L‘Ara Pacis Augustae, ovvero l’Altare della Pace di Augusto, celebrò la pacificazione nell’area mediterranea realizzata dall’imperatore Augusto dopo le vittoriose campagne di Gallia e di Spagna. Il monumento, commissionato dal Senato il 4 luglio del 13 a.C. e solennemente inaugurato quattro anni dopo, il 30 gennaio del 9 a.C., era posto accanto alla “via Lata“, probabilmente in prossimità del limite sacro della città (il pomerio), appena passato il “Lucus Lucinae“. L’Ara Pacis si compone di un recinto rettangolare in marmo di m 11,65 x 10,62, elevato su un podio e fornito di due porte nei lati lunghi, alle quali si accede tramite una scala. All’interno del recinto è situato l’altare vero e proprio, elevato su tre gradini, mentre altri cinque gradini permettevano al sacerdote di raggiungere la mensa, ossia il piano dell’altare sul quale si celebravano i sacrifici. Il recinto è suddiviso in due registri decorativi: quello inferiore vegetale, quello superiore decorativo, separati da una fascia con motivo a svastica. La parte esterna è costituita da pannelli inquadrati da lesene marmoree con capitelli corinzi: la zona inferiore è identica su tutti e quattro i lati ed è costituita da una tessitura di girali di acanto che dipartono simmetricamente da un unico cespo disposto al centro di ogni pannello; la zona superiore, invece, si presenta più varia, con quattro quadri marmorei raffiguranti scene mitologiche ed allegoriche nei lati lunghi, ossia a fianco delle due porte, e due rappresentazioni di carattere storico nei lati brevi.

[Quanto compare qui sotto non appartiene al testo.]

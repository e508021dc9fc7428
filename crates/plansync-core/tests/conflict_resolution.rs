//! Two sessions racing on one document, and the three ways out

use async_trait::async_trait;
use plansync_core::prelude::*;
use plansync_document::{DesignPayload, DocumentId, NewDocument, ProjectDocument, Revision};
use plansync_store::{
    FaultInjectingStore, MemoryDocumentStore, MetadataPatch, ProjectDocumentStore, StoreError,
    WriteOutcome, WriteRequest,
};
use plansync_test_utils::{
    bump_revision, fast_config, kitchen_payload, loaded_session, seeded_store, GatedStore,
    PanickingStore, RecordingNotifier,
};
use pretty_assertions::assert_eq;
use serde_json::json;
use std::sync::atomic::{AtomicBool, Ordering};
use std::sync::Arc;

/// Store whose next read, once armed, is followed by a third party's write
struct InterleavingStore {
    inner: Arc<MemoryDocumentStore>,
    armed: AtomicBool,
}

#[async_trait]
impl ProjectDocumentStore for InterleavingStore {
    async fn read(&self, id: &DocumentId) -> Result<ProjectDocument, StoreError> {
        let document = self.inner.read(id).await?;
        if self.armed.swap(false, Ordering::SeqCst) {
            let request =
                WriteRequest::new(document.id, document.revision, kitchen_payload("third"));
            self.inner.write(request).await?;
        }
        Ok(document)
    }

    async fn create(&self, draft: NewDocument) -> Result<ProjectDocument, StoreError> {
        self.inner.create(draft).await
    }

    async fn write(&self, request: WriteRequest) -> Result<WriteOutcome, StoreError> {
        self.inner.write(request).await
    }

    async fn update_metadata(
        &self,
        id: &DocumentId,
        patch: MetadataPatch,
    ) -> Result<(), StoreError> {
        self.inner.update_metadata(id, patch).await
    }
}

async fn revision_three() -> (Arc<MemoryDocumentStore>, ProjectDocument) {
    let (memory, doc) = seeded_store("Kitchen", kitchen_payload("oak")).await;
    let doc = bump_revision(&memory, &doc, kitchen_payload("ash")).await;
    let doc = bump_revision(&memory, &doc, kitchen_payload("elm")).await;
    assert_eq!(doc.revision, Revision::new(3));
    (memory, doc)
}

/// A wins the race, B ends in conflict; returns B's local payload
async fn into_conflict(a: &ProjectSession, b: &ProjectSession) -> DesignPayload {
    a.edit(|model| model.set("base-1", json!({ "width": 900, "finish": "walnut" })));
    assert_eq!(
        a.save().await,
        SaveOutcome::Success {
            new_revision: Revision::new(4)
        }
    );

    b.edit(|model| model.set("wall-1", json!({ "width": 300, "finish": "gloss" })));
    let outcome = b.save().await;
    assert!(
        matches!(
            outcome,
            SaveOutcome::Conflict { server_revision, .. } if server_revision == Revision::new(4)
        ),
        "unexpected outcome {outcome:?}"
    );
    b.serialized_payload().unwrap()
}

#[tokio::test]
async fn stale_session_lands_in_conflict() {
    let (memory, doc) = revision_three().await;
    let a = loaded_session(memory.clone(), RecordingNotifier::new(), doc.id).await;
    let b = loaded_session(memory.clone(), RecordingNotifier::new(), doc.id).await;
    assert_eq!(a.state().revision, Some(Revision::new(3)));
    assert_eq!(b.state().revision, Some(Revision::new(3)));

    into_conflict(&a, &b).await;

    let state = b.state();
    assert_eq!(state.status, SyncStatus::Conflict);
    assert_eq!(
        state.conflict_snapshot.map(|snapshot| snapshot.revision),
        Some(Revision::new(4))
    );
    assert!(!state.pending_changes);
}

#[tokio::test]
async fn keep_server_adopts_snapshot_and_rereads() {
    let (memory, doc) = revision_three().await;
    let a = loaded_session(memory.clone(), RecordingNotifier::new(), doc.id).await;
    let b = loaded_session(memory.clone(), RecordingNotifier::new(), doc.id).await;
    into_conflict(&a, &b).await;
    let snapshot = b.state().conflict_snapshot.unwrap();

    let outcome = b.resolve_conflict(ResolveStrategy::KeepServer).await;

    let fresh = memory.read(&doc.id).await.unwrap();
    assert_eq!(
        outcome,
        ResolutionOutcome::Resolved {
            strategy: ResolveStrategy::KeepServer,
            revision: fresh.revision,
            copy: None,
            reloaded: true,
        }
    );
    assert_eq!(b.serialized_payload().unwrap(), snapshot.payload);
    let state = b.state();
    assert_eq!(state.status, SyncStatus::Synced);
    assert_eq!(state.revision, Some(fresh.revision));
    assert!(state.conflict_snapshot.is_none());
    assert!(b.with_model(|model| !model.can_undo()));
}

#[tokio::test]
async fn keep_both_copies_local_design_and_leaves_original_alone() {
    let (memory, doc) = revision_three().await;
    let a = loaded_session(memory.clone(), RecordingNotifier::new(), doc.id).await;
    let b = loaded_session(memory.clone(), RecordingNotifier::new(), doc.id).await;
    let local = into_conflict(&a, &b).await;
    let original_before = memory.peek(&doc.id).unwrap();

    let outcome = b.resolve_conflict(ResolveStrategy::KeepBoth).await;

    let copy_id = match outcome {
        ResolutionOutcome::Resolved {
            strategy: ResolveStrategy::KeepBoth,
            copy: Some(copy),
            revision,
            reloaded: true,
        } => {
            assert_eq!(revision, original_before.revision);
            copy
        }
        other => panic!("expected KeepBoth resolution, got {other:?}"),
    };
    assert_eq!(memory.len(), 2);
    assert_eq!(memory.peek(&doc.id).unwrap().revision, original_before.revision);
    let copy = memory.peek(&copy_id).unwrap();
    assert_eq!(copy.payload, local);
    assert_eq!(copy.name, "Kitchen (copy)");
    assert_eq!(copy.revision, Revision::INITIAL);

    assert_eq!(b.document_id(), Some(doc.id));
    assert_eq!(b.serialized_payload().unwrap(), original_before.payload);
    assert_eq!(b.status(), SyncStatus::Synced);
}

#[tokio::test]
async fn keep_local_overwrites_against_fresh_revision() {
    let (memory, doc) = revision_three().await;
    let a = loaded_session(memory.clone(), RecordingNotifier::new(), doc.id).await;
    let notifier = RecordingNotifier::new();
    let b = loaded_session(memory.clone(), notifier.clone(), doc.id).await;
    let local = into_conflict(&a, &b).await;

    let outcome = b.resolve_conflict(ResolveStrategy::KeepLocal).await;

    assert_eq!(
        outcome,
        ResolutionOutcome::Resolved {
            strategy: ResolveStrategy::KeepLocal,
            revision: Revision::new(5),
            copy: None,
            reloaded: false,
        }
    );
    let stored = memory.peek(&doc.id).unwrap();
    assert_eq!(stored.revision, Revision::new(5));
    assert_eq!(stored.payload, local);
    let state = b.state();
    assert_eq!(state.status, SyncStatus::Synced);
    assert_eq!(state.revision, Some(Revision::new(5)));
    assert!(state.conflict_snapshot.is_none());
    assert_eq!(notifier.attempts(), 1);
}

#[tokio::test]
async fn keep_local_collision_surfaces_new_conflict() {
    let (memory, doc) = revision_three().await;
    let interleaving = Arc::new(InterleavingStore {
        inner: memory.clone(),
        armed: AtomicBool::new(false),
    });
    let a = loaded_session(memory.clone(), RecordingNotifier::new(), doc.id).await;
    let b = loaded_session(interleaving.clone(), RecordingNotifier::new(), doc.id).await;
    into_conflict(&a, &b).await;
    interleaving.armed.store(true, Ordering::SeqCst);

    let outcome = b.resolve_conflict(ResolveStrategy::KeepLocal).await;

    assert_eq!(
        outcome,
        ResolutionOutcome::Conflict {
            server_revision: Revision::new(5)
        }
    );
    let state = b.state();
    assert_eq!(state.status, SyncStatus::Conflict);
    let snapshot = state.conflict_snapshot.unwrap();
    assert_eq!(snapshot.revision, Revision::new(5));
    assert_eq!(snapshot.payload, kitchen_payload("third"));
    assert_eq!(memory.peek(&doc.id).unwrap().payload, kitchen_payload("third"));
}

#[tokio::test]
async fn keep_server_without_reload_binds_snapshot_revision() {
    let (memory, doc) = revision_three().await;
    let faulty = Arc::new(FaultInjectingStore::new(memory.clone()));
    let a = loaded_session(memory.clone(), RecordingNotifier::new(), doc.id).await;
    let b = loaded_session(faulty.clone(), RecordingNotifier::new(), doc.id).await;
    into_conflict(&a, &b).await;
    let snapshot = b.state().conflict_snapshot.unwrap();
    faulty.fail_next_reads(fast_config().retry.max_attempts);

    let outcome = b.resolve_conflict(ResolveStrategy::KeepServer).await;

    assert_eq!(
        outcome,
        ResolutionOutcome::Resolved {
            strategy: ResolveStrategy::KeepServer,
            revision: snapshot.revision,
            copy: None,
            reloaded: false,
        }
    );
    assert_eq!(b.serialized_payload().unwrap(), snapshot.payload);
    assert_eq!(b.status(), SyncStatus::Synced);
    assert_eq!(b.state().revision, Some(snapshot.revision));
}

#[tokio::test]
async fn failed_keep_local_stays_in_conflict_with_message() {
    let (memory, doc) = revision_three().await;
    let faulty = Arc::new(FaultInjectingStore::new(memory.clone()));
    let a = loaded_session(memory.clone(), RecordingNotifier::new(), doc.id).await;
    let b = loaded_session(faulty.clone(), RecordingNotifier::new(), doc.id).await;
    into_conflict(&a, &b).await;
    faulty.fail_next_reads(fast_config().retry.max_attempts);

    let outcome = b.resolve_conflict(ResolveStrategy::KeepLocal).await;

    assert!(
        matches!(
            outcome,
            ResolutionOutcome::Failed {
                kind: SyncErrorKind::Network,
                ..
            }
        ),
        "unexpected outcome {outcome:?}"
    );
    let state = b.state();
    assert_eq!(state.status, SyncStatus::Conflict);
    assert!(state.conflict_snapshot.is_some());
    assert!(state.error_message.is_some());
    assert_eq!(memory.peek(&doc.id).unwrap().revision, Revision::new(4));
}

#[tokio::test]
async fn manual_clear_conflict_keeps_local_model() {
    let (memory, doc) = revision_three().await;
    let a = loaded_session(memory.clone(), RecordingNotifier::new(), doc.id).await;
    let b = loaded_session(memory.clone(), RecordingNotifier::new(), doc.id).await;
    let local = into_conflict(&a, &b).await;

    assert!(b.clear_conflict());
    assert!(!b.clear_conflict());

    let state = b.state();
    assert_eq!(state.status, SyncStatus::Synced);
    assert!(state.conflict_snapshot.is_none());
    assert_eq!(b.serialized_payload().unwrap(), local);
}

#[tokio::test]
async fn panic_during_resolution_keeps_conflict_open() {
    let (memory, doc) = revision_three().await;
    let store = PanickingStore::new(memory.clone());
    let a = loaded_session(memory.clone(), RecordingNotifier::new(), doc.id).await;
    let b = loaded_session(store.clone(), RecordingNotifier::new(), doc.id).await;
    let local = into_conflict(&a, &b).await;
    store.arm();

    let outcome = b.resolve_conflict(ResolveStrategy::KeepLocal).await;

    assert!(
        matches!(
            outcome,
            ResolutionOutcome::Failed {
                kind: SyncErrorKind::Unknown,
                ..
            }
        ),
        "unexpected outcome {outcome:?}"
    );
    let state = b.state();
    assert_eq!(state.status, SyncStatus::Conflict);
    assert!(state.conflict_snapshot.is_some());
    assert!(state
        .error_message
        .as_deref()
        .is_some_and(|message| message.contains("panicked")));
    assert_eq!(b.serialized_payload().unwrap(), local);
    assert_eq!(memory.peek(&doc.id).unwrap().revision, Revision::new(4));

    store.disarm();
    assert!(matches!(
        b.resolve_conflict(ResolveStrategy::KeepLocal).await,
        ResolutionOutcome::Resolved { .. }
    ));
}

#[tokio::test]
async fn keep_server_closed_mid_reload_leaves_local_model() {
    let (memory, doc) = revision_three().await;
    let gated = GatedStore::new(memory.clone());
    let a = loaded_session(memory.clone(), RecordingNotifier::new(), doc.id).await;
    let b = Arc::new(loaded_session(gated.clone(), RecordingNotifier::new(), doc.id).await);
    let local = {
        a.edit(|model| model.set("base-1", json!({ "width": 900 })));
        assert!(a.save().await.is_success());
        b.edit(|model| model.set("wall-1", json!({ "width": 300 })));
        let saving = tokio::spawn({
            let b = Arc::clone(&b);
            async move { b.save().await }
        });
        gated.wait_for_write().await;
        gated.release_one();
        assert!(matches!(saving.await.unwrap(), SaveOutcome::Conflict { .. }));
        b.serialized_payload().unwrap()
    };
    gated.gate_reads();

    let resolving = tokio::spawn({
        let b = Arc::clone(&b);
        async move { b.resolve_conflict(ResolveStrategy::KeepServer).await }
    });
    gated.wait_for_read().await;
    b.close();
    gated.release_read();
    let outcome = resolving.await.unwrap();

    assert!(
        matches!(
            outcome,
            ResolutionOutcome::Failed {
                kind: SyncErrorKind::Superseded,
                ..
            }
        ),
        "unexpected outcome {outcome:?}"
    );
    assert_eq!(b.serialized_payload().unwrap(), local);
    assert_eq!(b.status(), SyncStatus::Conflict);
    assert!(b.state().conflict_snapshot.is_some());
}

Il primo quadro (sulla fronte del recinto, a sinistra della scala di accesso) reca la rappresentazione del “Lupercale“, la grotta cioè dove la lupa della leggenda avrebbe allattato i gemelli Romolo e Remo. Purtroppo la scena è quasi interamente scomparsa: restano parte di un personaggio a destra, probabilmente il pastore Faustolo che adotterà ed alleverà i gemelli, la figura di Marte a sinistra, il dio che li aveva generati unendosi con la vestale Rea Silvia, ed il fico ruminale sotto il quale vennero allattati i gemelli presso il Velabro. Assai meglio conservata la scena posta alla destra della scala (nella foto 1), dove appare Enea, in età avanzata, con la veste sacerdotale ed il capo coperto in atto di sacrificare la scrofa dai trenta porcellini ai Penati (il cui tempio è visibile in alto a sinistra). La parte terminale del braccio destro è andata perduta ma molto probabilmente sorreggeva una patera, ovvero una coppa rituale, a giudicare dal giovane assistente al rito (camillus) che gli sta davanti e che porta un vassoio con frutta e pani ed una brocca nella mano destra; alle spalle del camillus vi è un altro assistente, un victimarius, che sospinge la scrofa. Sulla destra, alle spalle di Enea, s’intravede un’altra figura che si ritiene possa essere Ascanio, figlio di Enea e capostipite della gens Iulia, o forse Acate, il guerriero compagno di Enea.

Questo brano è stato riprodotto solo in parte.